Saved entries
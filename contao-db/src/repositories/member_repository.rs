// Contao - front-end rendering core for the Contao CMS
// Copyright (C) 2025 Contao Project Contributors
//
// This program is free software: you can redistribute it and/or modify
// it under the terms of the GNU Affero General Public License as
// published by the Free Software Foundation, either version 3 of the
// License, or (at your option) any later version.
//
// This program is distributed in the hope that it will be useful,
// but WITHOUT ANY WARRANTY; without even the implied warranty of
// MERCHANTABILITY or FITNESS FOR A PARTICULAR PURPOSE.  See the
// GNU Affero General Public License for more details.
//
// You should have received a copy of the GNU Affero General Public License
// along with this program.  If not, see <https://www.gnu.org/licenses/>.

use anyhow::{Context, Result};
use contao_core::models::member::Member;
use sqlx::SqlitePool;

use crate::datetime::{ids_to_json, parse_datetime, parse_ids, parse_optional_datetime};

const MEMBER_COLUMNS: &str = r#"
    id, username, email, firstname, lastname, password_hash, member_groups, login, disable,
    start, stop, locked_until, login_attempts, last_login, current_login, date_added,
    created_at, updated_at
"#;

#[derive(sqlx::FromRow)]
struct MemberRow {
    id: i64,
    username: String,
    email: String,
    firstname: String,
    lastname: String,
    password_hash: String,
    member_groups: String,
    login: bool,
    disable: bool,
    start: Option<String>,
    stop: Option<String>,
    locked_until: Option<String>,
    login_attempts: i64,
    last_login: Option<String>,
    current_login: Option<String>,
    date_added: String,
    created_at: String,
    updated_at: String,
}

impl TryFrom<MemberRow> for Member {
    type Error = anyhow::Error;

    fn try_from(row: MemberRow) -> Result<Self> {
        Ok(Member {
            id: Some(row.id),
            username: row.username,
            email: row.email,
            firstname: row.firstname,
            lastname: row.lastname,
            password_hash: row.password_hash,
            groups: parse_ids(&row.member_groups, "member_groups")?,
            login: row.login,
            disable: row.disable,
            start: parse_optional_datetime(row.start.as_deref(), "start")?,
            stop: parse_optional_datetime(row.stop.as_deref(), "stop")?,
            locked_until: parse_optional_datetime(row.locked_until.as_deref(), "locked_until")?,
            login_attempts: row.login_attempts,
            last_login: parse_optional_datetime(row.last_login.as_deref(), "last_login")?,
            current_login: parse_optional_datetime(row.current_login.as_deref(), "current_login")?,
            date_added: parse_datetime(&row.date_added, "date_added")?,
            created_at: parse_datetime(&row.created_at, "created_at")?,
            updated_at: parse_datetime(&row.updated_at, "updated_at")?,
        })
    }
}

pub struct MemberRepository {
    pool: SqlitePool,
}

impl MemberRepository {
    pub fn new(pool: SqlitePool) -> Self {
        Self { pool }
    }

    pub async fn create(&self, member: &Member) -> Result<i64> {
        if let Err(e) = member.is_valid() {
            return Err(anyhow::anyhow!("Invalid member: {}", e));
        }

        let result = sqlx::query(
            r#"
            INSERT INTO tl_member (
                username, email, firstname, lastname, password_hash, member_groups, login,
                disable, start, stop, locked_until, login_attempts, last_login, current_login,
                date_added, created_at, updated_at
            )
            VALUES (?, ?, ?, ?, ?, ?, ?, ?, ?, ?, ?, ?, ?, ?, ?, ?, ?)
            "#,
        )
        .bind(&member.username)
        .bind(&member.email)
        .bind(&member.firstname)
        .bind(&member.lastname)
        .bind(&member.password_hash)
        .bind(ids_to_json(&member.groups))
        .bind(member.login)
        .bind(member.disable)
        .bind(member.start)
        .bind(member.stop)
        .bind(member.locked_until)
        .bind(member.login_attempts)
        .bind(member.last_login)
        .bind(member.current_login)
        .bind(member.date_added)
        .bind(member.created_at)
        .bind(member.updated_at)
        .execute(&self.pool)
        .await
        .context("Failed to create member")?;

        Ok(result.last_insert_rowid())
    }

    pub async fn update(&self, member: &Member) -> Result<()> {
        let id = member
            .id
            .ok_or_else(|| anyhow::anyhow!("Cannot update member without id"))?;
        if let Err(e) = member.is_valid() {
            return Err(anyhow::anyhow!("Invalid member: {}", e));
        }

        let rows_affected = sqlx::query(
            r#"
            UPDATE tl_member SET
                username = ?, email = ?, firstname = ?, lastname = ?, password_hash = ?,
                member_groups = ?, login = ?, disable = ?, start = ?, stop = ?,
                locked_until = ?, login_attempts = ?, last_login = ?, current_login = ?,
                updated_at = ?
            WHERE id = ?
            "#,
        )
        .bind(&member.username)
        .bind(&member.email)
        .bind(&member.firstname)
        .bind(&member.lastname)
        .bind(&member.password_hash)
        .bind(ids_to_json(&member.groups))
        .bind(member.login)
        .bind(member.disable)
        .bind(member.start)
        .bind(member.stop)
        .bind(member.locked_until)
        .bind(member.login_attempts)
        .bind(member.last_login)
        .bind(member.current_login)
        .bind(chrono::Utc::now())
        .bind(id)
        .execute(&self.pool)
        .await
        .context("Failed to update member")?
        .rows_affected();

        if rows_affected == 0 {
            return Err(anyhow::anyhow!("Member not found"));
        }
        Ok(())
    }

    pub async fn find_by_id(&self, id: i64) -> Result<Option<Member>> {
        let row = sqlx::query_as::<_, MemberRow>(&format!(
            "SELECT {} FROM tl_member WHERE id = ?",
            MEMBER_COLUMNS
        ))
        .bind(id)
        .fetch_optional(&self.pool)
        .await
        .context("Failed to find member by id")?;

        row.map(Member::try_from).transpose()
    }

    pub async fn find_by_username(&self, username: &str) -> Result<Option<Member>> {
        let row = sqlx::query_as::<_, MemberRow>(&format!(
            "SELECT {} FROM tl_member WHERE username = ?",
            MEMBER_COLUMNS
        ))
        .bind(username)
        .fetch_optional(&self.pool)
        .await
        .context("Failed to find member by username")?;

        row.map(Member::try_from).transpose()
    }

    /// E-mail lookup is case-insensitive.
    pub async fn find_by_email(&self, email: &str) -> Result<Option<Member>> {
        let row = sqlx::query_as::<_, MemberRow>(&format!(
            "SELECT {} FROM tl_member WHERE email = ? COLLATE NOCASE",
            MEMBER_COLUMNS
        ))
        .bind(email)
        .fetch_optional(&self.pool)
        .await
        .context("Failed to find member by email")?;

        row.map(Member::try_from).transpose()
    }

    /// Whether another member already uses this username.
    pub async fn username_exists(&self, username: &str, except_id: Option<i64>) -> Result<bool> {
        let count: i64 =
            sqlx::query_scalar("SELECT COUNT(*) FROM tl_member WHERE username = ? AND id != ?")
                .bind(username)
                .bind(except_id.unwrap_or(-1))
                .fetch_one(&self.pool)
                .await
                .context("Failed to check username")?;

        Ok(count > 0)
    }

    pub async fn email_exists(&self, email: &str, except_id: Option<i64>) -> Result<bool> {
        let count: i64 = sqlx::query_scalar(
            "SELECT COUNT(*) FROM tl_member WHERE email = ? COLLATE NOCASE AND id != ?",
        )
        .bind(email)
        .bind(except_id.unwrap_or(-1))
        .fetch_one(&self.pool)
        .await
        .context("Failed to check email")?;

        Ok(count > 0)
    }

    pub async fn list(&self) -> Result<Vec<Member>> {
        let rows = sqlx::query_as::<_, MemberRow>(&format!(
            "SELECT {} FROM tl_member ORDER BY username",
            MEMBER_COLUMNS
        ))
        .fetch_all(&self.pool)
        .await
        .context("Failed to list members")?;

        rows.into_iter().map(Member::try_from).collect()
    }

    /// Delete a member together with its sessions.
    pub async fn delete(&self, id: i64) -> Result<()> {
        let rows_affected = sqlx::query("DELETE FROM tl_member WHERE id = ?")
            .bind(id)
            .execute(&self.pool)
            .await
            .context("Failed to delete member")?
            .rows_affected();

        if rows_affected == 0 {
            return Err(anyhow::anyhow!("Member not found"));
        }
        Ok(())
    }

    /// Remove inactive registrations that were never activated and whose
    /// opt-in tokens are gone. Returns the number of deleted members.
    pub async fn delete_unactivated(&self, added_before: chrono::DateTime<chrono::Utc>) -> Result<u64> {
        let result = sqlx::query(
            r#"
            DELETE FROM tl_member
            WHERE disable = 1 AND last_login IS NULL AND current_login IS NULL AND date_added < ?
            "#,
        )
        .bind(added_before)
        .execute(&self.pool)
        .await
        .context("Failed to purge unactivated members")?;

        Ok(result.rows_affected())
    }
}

ASSIGNED TASK
The lines holding the word "list" are the answer. Pull them out of the records and copy them.

WORKED SOLUTION
    pub async fn list(&self) -> Result<Vec<Member>> {
        .context("Failed to list members")?;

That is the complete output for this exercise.